§ **Exercise**
Copy out the entries exactly, from the first line to the last.

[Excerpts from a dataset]
____
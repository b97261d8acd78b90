//! Repository selection
//!
//! Narrows the raw catalog down to the run's work list. The compiled policy
//! is applied first, the ad-hoc expression second, and the result is sorted
//! so runs are admitted in a deterministic order.

use crate::compiler::CompiledPolicy;
use prewarm_core::{Error, Result};
use regex::Regex;
use tracing::debug;

/// Policy and ad-hoc pattern filters for one run
#[derive(Debug, Clone, Default)]
pub struct SelectionFilter {
    policy: Option<CompiledPolicy>,
    pattern: Option<Regex>,
}

impl SelectionFilter {
    /// Build a filter; an invalid ad-hoc expression fails the whole run
    ///
    /// The expression must match at the start of the repository name.
    pub fn new(policy: Option<CompiledPolicy>, pattern: Option<&str>) -> Result<Self> {
        let pattern = pattern
            .map(|expr| {
                Regex::new(&format!("^(?:{})", expr))
                    .map_err(|e| Error::filter_expression(expr, e.to_string()))
            })
            .transpose()?;

        Ok(Self { policy, pattern })
    }

    /// Apply the filters to a raw repository list
    ///
    /// Duplicates are kept; each occurrence is processed on its own.
    pub fn apply(&self, repositories: Vec<String>) -> Vec<String> {
        let total = repositories.len();
        let mut selected: Vec<String> = repositories
            .into_iter()
            .map(|name| match name.strip_prefix('/') {
                Some(stripped) => stripped.to_string(),
                None => name,
            })
            .collect();

        if let Some(policy) = &self.policy {
            selected.retain(|name| policy.first_match(name).is_some());
            debug!("After policy filter: {} repositories", selected.len());
        }

        if let Some(pattern) = &self.pattern {
            selected.retain(|name| pattern.is_match(name));
            debug!("After expression filter: {} repositories", selected.len());
        }

        selected.sort();
        debug!("Selected {} of {} repositories", selected.len(), total);
        selected
    }
}

#[cfg(test)]
mod tests {
    use super::*;
    use crate::compiler::{PolicyCompiler, PolicyDocument};

    fn repos(names: &[&str]) -> Vec<String> {
        names.iter().map(|n| n.to_string()).collect()
    }

    #[test]
    fn test_pattern_scenario() {
        let filter = SelectionFilter::new(None, Some("a/.*")).unwrap();
        assert_eq!(filter.apply(repos(&["b/y", "a/x"])), repos(&["a/x"]));
    }

    #[test]
    fn test_pattern_is_anchored_at_start() {
        let filter = SelectionFilter::new(None, Some("a/.*")).unwrap();
        assert!(filter.apply(repos(&["ba/x"])).is_empty());
    }

    #[test]
    fn test_invalid_pattern_fails() {
        let err = SelectionFilter::new(None, Some("a/(")).unwrap_err();
        assert!(matches!(err, Error::FilterExpression { .. }));
    }

    #[test]
    fn test_no_filters_sorts_and_keeps_duplicates() {
        let filter = SelectionFilter::new(None, None).unwrap();
        assert_eq!(
            filter.apply(repos(&["c", "/a", "b", "a"])),
            repos(&["a", "a", "b", "c"])
        );
    }

    #[test]
    fn test_policy_then_pattern() {
        let doc = PolicyDocument::from_yaml("t", "base:\n  - \"*\"\nimages:\n  - foo/**\n").unwrap();
        let policy = PolicyCompiler::new().compile(&doc).unwrap();

        let filter = SelectionFilter::new(Some(policy.clone()), None).unwrap();
        assert_eq!(
            filter.apply(repos(&["foo/x86_64/qux", "bar", "foo/baz/qux", "x/y"])),
            repos(&["bar", "foo/baz/qux", "foo/x86_64/qux"])
        );

        let filter = SelectionFilter::new(Some(policy), Some("foo/")).unwrap();
        assert_eq!(
            filter.apply(repos(&["foo/x86_64/qux", "bar", "foo/baz/qux"])),
            repos(&["foo/baz/qux", "foo/x86_64/qux"])
        );
    }

    #[test]
    fn test_empty_policy_selects_nothing() {
        let filter = SelectionFilter::new(Some(CompiledPolicy::default()), None).unwrap();
        assert!(filter.apply(repos(&["a", "b"])).is_empty());
    }
}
____
§ **Exercise response**
repository b97261d8acd78b90
//! Repository selection
//!
//! Narrows the raw catalog down to the run's work list. The compiled policy
//! is applied first, the ad-hoc expression second, and the result is sorted
//! so runs are admitted in a deterministic order.

use crate::compiler::CompiledPolicy;
use prewarm_core::{Error, Result};
use regex::Regex;
use tracing::debug;

/// Policy and ad-hoc pattern filters for one run
#[derive(Debug, Clone, Default)]
pub struct SelectionFilter {
    policy: Option<CompiledPolicy>,
    pattern: Option<Regex>,
}

impl SelectionFilter {
    /// Build a filter; an invalid ad-hoc expression fails the whole run
    ///
    /// The expression must match at the start of the repository name.
    pub fn new(policy: Option<CompiledPolicy>, pattern: Option<&str>) -> Result<Self> {
        let pattern = pattern
            .map(|expr| {
                Regex::new(&format!("^(?:{})", expr))
                    .map_err(|e| Error::filter_expression(expr, e.to_string()))
            })
            .transpose()?;

        Ok(Self { policy, pattern })
    }

    /// Apply the filters to a raw repository list
    ///
    /// Duplicates are kept; each occurrence is processed on its own.
    pub fn apply(&self, repositories: Vec<String>) -> Vec<String> {
        let total = repositories.len();
        let mut selected: Vec<String> = repositories
            .into_iter()
            .map(|name| match name.strip_prefix('/') {
                Some(stripped) => stripped.to_string(),
                None => name,
            })
            .collect();

        if let Some(policy) = &self.policy {
            selected.retain(|name| policy.first_match(name).is_some());
            debug!("After policy filter: {} repositories", selected.len());
        }

        if let Some(pattern) = &self.pattern {
            selected.retain(|name| pattern.is_match(name));
            debug!("After expression filter: {} repositories", selected.len());
        }

        selected.sort();
        debug!("Selected {} of {} repositories", selected.len(), total);
        selected
    }
}

#[cfg(test)]
mod tests {
    use super::*;
    use crate::compiler::{PolicyCompiler, PolicyDocument};

    fn repos(names: &[&str]) -> Vec<String> {
        names.iter().map(|n| n.to_string()).collect()
    }

    #[test]
    fn test_pattern_scenario() {
        let filter = SelectionFilter::new(None, Some("a/.*")).unwrap();
        assert_eq!(filter.apply(repos(&["b/y", "a/x"])), repos(&["a/x"]));
    }

    #[test]
    fn test_pattern_is_anchored_at_start() {
        let filter = SelectionFilter::new(None, Some("a/.*")).unwrap();
        assert!(filter.apply(repos(&["ba/x"])).is_empty());
    }

    #[test]
    fn test_invalid_pattern_fails() {
        let err = SelectionFilter::new(None, Some("a/(")).unwrap_err();
        assert!(matches!(err, Error::FilterExpression { .. }));
    }

    #[test]
    fn test_no_filters_sorts_and_keeps_duplicates() {
        let filter = SelectionFilter::new(None, None).unwrap();
        assert_eq!(
            filter.apply(repos(&["c", "/a", "b", "a"])),
            repos(&["a", "a", "b", "c"])
        );
    }

    #[test]
    fn test_policy_then_pattern() {
        let doc = PolicyDocument::from_yaml("t", "base:\n  - \"*\"\nimages:\n  - foo/**\n").unwrap();
        let policy = PolicyCompiler::new().compile(&doc).unwrap();

        let filter = SelectionFilter::new(Some(policy.clone()), None).unwrap();
        assert_eq!(
            filter.apply(repos(&["foo/x86_64/qux", "bar", "foo/baz/qux", "x/y"])),
            repos(&["bar", "foo/baz/qux", "foo/x86_64/qux"])
        );

        let filter = SelectionFilter::new(Some(policy), Some("foo/")).unwrap();
        assert_eq!(
            filter.apply(repos(&["foo/x86_64/qux", "bar", "foo/baz/qux"])),
            repos(&["foo/baz/qux", "foo/x86_64/qux"])
        );
    }

    #[test]
    fn test_empty_policy_selects_nothing() {
        let filter = SelectionFilter::new(Some(CompiledPolicy::default()), None).unwrap();
        assert!(filter.apply(repos(&["a", "b"])).is_empty());
    }
}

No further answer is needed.